==== Dataset excerpts ====
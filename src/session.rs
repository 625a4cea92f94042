//! Authenticated session against Binance USDT-M futures REST API

use crate::defines::*;
use crate::error::VenueError;
use crate::types::{TradingContext, VenueCall};
use crate::util::{encode_params, get_timestamp_ms, signed_query};

use isahc::config::Configurable;
use isahc::{HttpClient, ReadResponseExt, Request};
use log::{debug, info};
use serde_json::Value;
use std::time::Duration;

/// Something that can perform a named remote operation against the venue.
///
/// Implementations must be safe to call repeatedly; a failed call must not
/// affect subsequent ones.
pub trait ExchangeSession {
    fn invoke(&self, call: &VenueCall) -> Result<Value, VenueError>;
}

impl<T: ExchangeSession + ?Sized> ExchangeSession for &T {
    fn invoke(&self, call: &VenueCall) -> Result<Value, VenueError> {
        (**self).invoke(call)
    }
}

/// Session holding credentials, base url and a pooled http client.
/// `HttpClient` is `Send + Sync`, so one session can be shared across threads.
pub struct BinanceFuturesSession {
    api_key: String,
    api_secret: String,
    base_url: String,
    recv_window_ms: u64,
    client: HttpClient,
}

impl BinanceFuturesSession {
    /// Create a session. With `use_testnet` the futures base url points to
    /// testnet, testnet keys are not valid on production.
    pub fn connect(api_key: &str, api_secret: &str, use_testnet: bool, timeout: Duration) -> Result<Self, VenueError> {
        let base_url = if use_testnet { FUTURES_TESTNET_URL } else { FUTURES_MAINNET_URL };
        let client = HttpClient::builder().timeout(timeout).build()?;

        info!("Client initialized (testnet={})", use_testnet);
        Ok(BinanceFuturesSession {
            api_key: api_key.trim().to_string(),
            api_secret: api_secret.trim().to_string(),
            base_url: base_url.to_string(),
            recv_window_ms: DEFAULT_RECV_WINDOW_MS,
            client,
        })
    }

    pub fn from_context(ctx: &TradingContext) -> Result<Self, VenueError> {
        Self::connect(&ctx.api_key, &ctx.api_secret, ctx.use_testnet, Duration::from_secs(ctx.timeout_secs))
    }

    pub fn base_url(&self) -> &str {
        &self.base_url
    }

    #[cfg(test)]
    fn with_base_url(mut self, base_url: &str) -> Self {
        self.base_url = base_url.to_string();
        self
    }

    fn query_for(&self, call: &VenueCall, signed: bool) -> String {
        if signed {
            signed_query(&self.api_secret, &call.params, self.recv_window_ms, get_timestamp_ms())
        } else {
            encode_params(&call.params)
        }
    }
}

impl ExchangeSession for BinanceFuturesSession {
    fn invoke(&self, call: &VenueCall) -> Result<Value, VenueError> {
        let endpoint = call.operation.endpoint();
        let query = self.query_for(call, endpoint.signed);
        let url = format!("{}{}", self.base_url, endpoint.path);
        debug!("{} {}", endpoint.method, url);

        let mut response = match endpoint.method {
            "POST" => {
                let request = Request::post(&url)
                    .header(API_KEY_HEADER, self.api_key.as_str())
                    .header("Content-Type", "application/x-www-form-urlencoded")
                    .body(query)?;
                self.client.send(request)?
            }
            _ => {
                let url = if query.is_empty() { url } else { format!("{}?{}", url, query) };
                let mut builder = Request::get(&url);
                if endpoint.signed {
                    builder = builder.header(API_KEY_HEADER, self.api_key.as_str());
                }
                self.client.send(builder.body(())?)?
            }
        };

        let status = response.status().as_u16();
        let body = response
            .text()
            .map_err(|e| VenueError::Transport(format!("cannot read response body: {}", e)))?;
        classify_response(status, &body)
    }
}

/// Turn status code and body of a venue response into a raw result or a
/// classified error.
pub fn classify_response(status: u16, body: &str) -> Result<Value, VenueError> {
    let parsed = serde_json::from_str::<Value>(body);

    if let Ok(value) = &parsed {
        if let Some(code) = value.get("code").and_then(Value::as_i64) {
            if code < 0 {
                let message = value.get("msg").and_then(Value::as_str).unwrap_or_default();
                return Err(VenueError::from_venue(code, message));
            }
        }
    }

    if !(200..300).contains(&status) {
        return Err(VenueError::Transport(format!("HTTP {}: {}", status, body.trim())));
    }

    parsed.map_err(|e| VenueError::Unexpected(format!("malformed response: {} ({})", e, body.trim())))
}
====
• _Task_:
Your answer must be every record above, repeated exactly.

• _Written response_:
filename src/session.rs
repository 625a4cea92f94042
//! Authenticated session against Binance USDT-M futures REST API

use crate::defines::*;
use crate::error::VenueError;
use crate::types::{TradingContext, VenueCall};
use crate::util::{encode_params, get_timestamp_ms, signed_query};

use isahc::config::Configurable;
use isahc::{HttpClient, ReadResponseExt, Request};
use log::{debug, info};
use serde_json::Value;
use std::time::Duration;

/// Something that can perform a named remote operation against the venue.
///
/// Implementations must be safe to call repeatedly; a failed call must not
/// affect subsequent ones.
pub trait ExchangeSession {
    fn invoke(&self, call: &VenueCall) -> Result<Value, VenueError>;
}

impl<T: ExchangeSession + ?Sized> ExchangeSession for &T {
    fn invoke(&self, call: &VenueCall) -> Result<Value, VenueError> {
        (**self).invoke(call)
    }
}

/// Session holding credentials, base url and a pooled http client.
/// `HttpClient` is `Send + Sync`, so one session can be shared across threads.
pub struct BinanceFuturesSession {
    api_key: String,
    api_secret: String,
    base_url: String,
    recv_window_ms: u64,
    client: HttpClient,
}

impl BinanceFuturesSession {
    /// Create a session. With `use_testnet` the futures base url points to
    /// testnet, testnet keys are not valid on production.
    pub fn connect(api_key: &str, api_secret: &str, use_testnet: bool, timeout: Duration) -> Result<Self, VenueError> {
        let base_url = if use_testnet { FUTURES_TESTNET_URL } else { FUTURES_MAINNET_URL };
        let client = HttpClient::builder().timeout(timeout).build()?;

        info!("Client initialized (testnet={})", use_testnet);
        Ok(BinanceFuturesSession {
            api_key: api_key.trim().to_string(),
            api_secret: api_secret.trim().to_string(),
            base_url: base_url.to_string(),
            recv_window_ms: DEFAULT_RECV_WINDOW_MS,
            client,
        })
    }

    pub fn from_context(ctx: &TradingContext) -> Result<Self, VenueError> {
        Self::connect(&ctx.api_key, &ctx.api_secret, ctx.use_testnet, Duration::from_secs(ctx.timeout_secs))
    }

    pub fn base_url(&self) -> &str {
        &self.base_url
    }

    #[cfg(test)]
    fn with_base_url(mut self, base_url: &str) -> Self {
        self.base_url = base_url.to_string();
        self
    }

    fn query_for(&self, call: &VenueCall, signed: bool) -> String {
        if signed {
            signed_query(&self.api_secret, &call.params, self.recv_window_ms, get_timestamp_ms())
        } else {
            encode_params(&call.params)
        }
    }
}

impl ExchangeSession for BinanceFuturesSession {
    fn invoke(&self, call: &VenueCall) -> Result<Value, VenueError> {
        let endpoint = call.operation.endpoint();
        let query = self.query_for(call, endpoint.signed);
        let url = format!("{}{}", self.base_url, endpoint.path);
        debug!("{} {}", endpoint.method, url);

        let mut response = match endpoint.method {
            "POST" => {
                let request = Request::post(&url)
                    .header(API_KEY_HEADER, self.api_key.as_str())
                    .header("Content-Type", "application/x-www-form-urlencoded")
                    .body(query)?;
                self.client.send(request)?
            }
            _ => {
                let url = if query.is_empty() { url } else { format!("{}?{}", url, query) };
                let mut builder = Request::get(&url);
                if endpoint.signed {
                    builder = builder.header(API_KEY_HEADER, self.api_key.as_str());
                }
                self.client.send(builder.body(())?)?
            }
        };

        let status = response.status().as_u16();
        let body = response
            .text()
            .map_err(|e| VenueError::Transport(format!("cannot read response body: {}", e)))?;
        classify_response(status, &body)
    }
}

/// Turn status code and body of a venue response into a raw result or a
/// classified error.
pub fn classify_response(status: u16, body: &str) -> Result<Value, VenueError> {
    let parsed = serde_json::from_str::<Value>(body);

    if let Ok(value) = &parsed {
        if let Some(code) = value.get("code").and_then(Value::as_i64) {
            if code < 0 {
                let message = value.get("msg").and_then(Value::as_str).unwrap_or_default();
                return Err(VenueError::from_venue(code, message));
            }
        }
    }

    if !(200..300).contains(&status) {
        return Err(VenueError::Transport(format!("HTTP {}: {}", status, body.trim())));
    }

    parsed.map_err(|e| VenueError::Unexpected(format!("malformed response: {} ({})", e, body.trim())))
}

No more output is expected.